Smiley Gets a Gun is a 1958 Australian comedy-drama film in CinemaScope directed by Anthony Kimmins and starring Sybil Thorndike and Chips Rafferty. It is the sequel to the 1956 film Smiley.

Synopsis
A young boy named Smiley desperately wants a gun. A deal is made between him and Sergeant Flaxman that if he gets 8 nicks (marks on a certain tree) for his good deeds he will get a .22 caliber £2 rifle. He has several adventures and is accused of stealing some gold. Smiley runs away but the real thief is caught and Smiley is rewarded with a gun.

Cast

 Keith Calvert as Smiley Greevins
 Alexander ( Bruce) Thomas as Smiley Greevins on horse
 Bruce Archer as Joey
 Sybil Thorndike as Granny McKinley
 Chips Rafferty as Sergeant Flaxman
 Margaret Christensen as Ma Greevins
 Reg Lye as Pa Greevins
 Grant Taylor as Stiffy
 Guy Doleman as Mr Quirk
Leonard Thiele as Mr Scrivens
Verena Kimmins as Miss MacCowan
Bruce Beeby as Dr Gasper
Ruth Cracknell as Mrs Gaspen
John Fegan as Tom Graham
Brian Farley as Fred
Janice Dinnen as Jean Holt
Barbara Eather as Elsie
William Rees as Mr Protheroe
Gordon Chater as Reverend Galbraith

Production
The novel Smiley had been so popular that author Moore Raymond followed it up with Smiley Gets a Gun in 1947.

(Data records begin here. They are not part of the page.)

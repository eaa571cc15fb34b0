//! NFT Bridge API Node
//!
//! HTTP front for the L1 → L2 NFT bridge:
//!
//! 1. `GET /login/...` verifies L1 ownership and mints the L2 mirror if needed
//! 2. `GET /update/...` pushes an L2 token URI back to L1
//! 3. `POST /deploy/...` deploys an L2 mirror of a verified L1 contract
//! 4. `POST /callContract/...` calls any function of a bound contract
//!
//! Bindings live in PostgreSQL when `DATABASE_URL` is set, otherwise in
//! memory for the lifetime of the process.

use std::sync::Arc;

use bridge_api::config::Config;
use bridge_api::metrics::Metrics;
use bridge_api::server::{start_server, AppState};
use nft_bridge_rs::{
    BridgeOrchestrator, ContractInvoker, ContractRegistry, EvmChainClient, ExplorerClient,
    InMemoryRegistry, PgContractRegistry,
};
use tracing::{info, warn};

fn main() -> eyre::Result<()> {
    color_eyre::install()?;

    tokio::runtime::Builder::new_multi_thread()
        .enable_all()
        .build()?
        .block_on(async_main())
}

async fn async_main() -> eyre::Result<()> {
    let config = Config::load()?;
    init_logging();

    info!("Starting NFT Bridge API");
    info!(
        l1_rpc = %config.l1.rpc_url,
        l2_rpc = %config.l2.rpc_url,
        persistent = config.database_url.is_some(),
        "Configuration loaded"
    );

    let l1 = Arc::new(EvmChainClient::connect(&config.l1).await?);
    let l2 = Arc::new(EvmChainClient::connect(&config.l2).await?);

    let registry: Arc<dyn ContractRegistry> = match &config.database_url {
        Some(url) => Arc::new(PgContractRegistry::connect(url).await?),
        None => {
            warn!("DATABASE_URL not set, contract bindings are kept in memory only");
            Arc::new(InMemoryRegistry::new())
        }
    };

    let explorer = Arc::new(ExplorerClient::new(
        &config.explorer_api_url,
        config.l1.chain_id,
        config.explorer_api_key.clone(),
    )?);

    let orchestrator = BridgeOrchestrator::new(
        ContractInvoker::new(l1),
        ContractInvoker::new(l2),
        registry,
        explorer,
    );

    let state = AppState {
        orchestrator: Arc::new(orchestrator),
        metrics: Arc::new(Metrics::new()),
    };

    start_server(
        &config.bind_address,
        config.port,
        state,
        wait_for_shutdown_signal(),
    )
    .await?;

    info!("NFT Bridge API stopped");
    Ok(())
}

/// `LOG_FORMAT=json` switches to JSON lines; `RUST_LOG` overrides the filter
fn init_logging() {
    use tracing_subscriber::{fmt, prelude::*, EnvFilter};

    let filter = EnvFilter::try_from_default_env()
        .unwrap_or_else(|_| EnvFilter::new("info,nft_bridge_api=debug,nft_bridge_rs=debug"));

    let json = std::env::var("LOG_FORMAT")
        .map(|v| v.eq_ignore_ascii_case("json"))
        .unwrap_or(false);

    if json {
        tracing_subscriber::registry()
            .with(fmt::layer().json().with_target(true))
            .with(filter)
            .init();
    } else {
        tracing_subscriber::registry()
            .with(fmt::layer().with_target(true))
            .with(filter)
            .init();
    }
}

async fn wait_for_shutdown_signal() {
    use tokio::signal;

    let ctrl_c = async {
        if let Err(e) = signal::ctrl_c().await {
            warn!(error = %e, "Failed to install Ctrl+C handler");
            std::future::pending::<()>().await;
        }
    };

    #[cfg(unix)]
    let terminate = async {
        match signal::unix::signal(signal::unix::SignalKind::terminate()) {
            Ok(mut sigterm) => {
                sigterm.recv().await;
            }
            Err(e) => {
                warn!(error = %e, "Failed to install SIGTERM handler");
                std::future::pending::<()>().await;
            }
        }
    };

    #[cfg(not(unix))]
    let terminate = std::future::pending::<()>();

    tokio::select! {
        _ = ctrl_c => {
            info!("Received Ctrl+C, initiating shutdown");
        }
        _ = terminate => {
            info!("Received SIGTERM, initiating shutdown");
        }
    }
}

The actor who first played Smiley, Colin Petersen, had moved to England, meaning a replacement had to be found. Anthony Kimmins looked at over 4,000 other applicants before finding Keith Calvert. Moore Raymond also had returned to England, writing Smiley comics for Swift Comics.  Kimmins' daughter Verena who helped the young actors in the first Smiley movie had a featured role in the film.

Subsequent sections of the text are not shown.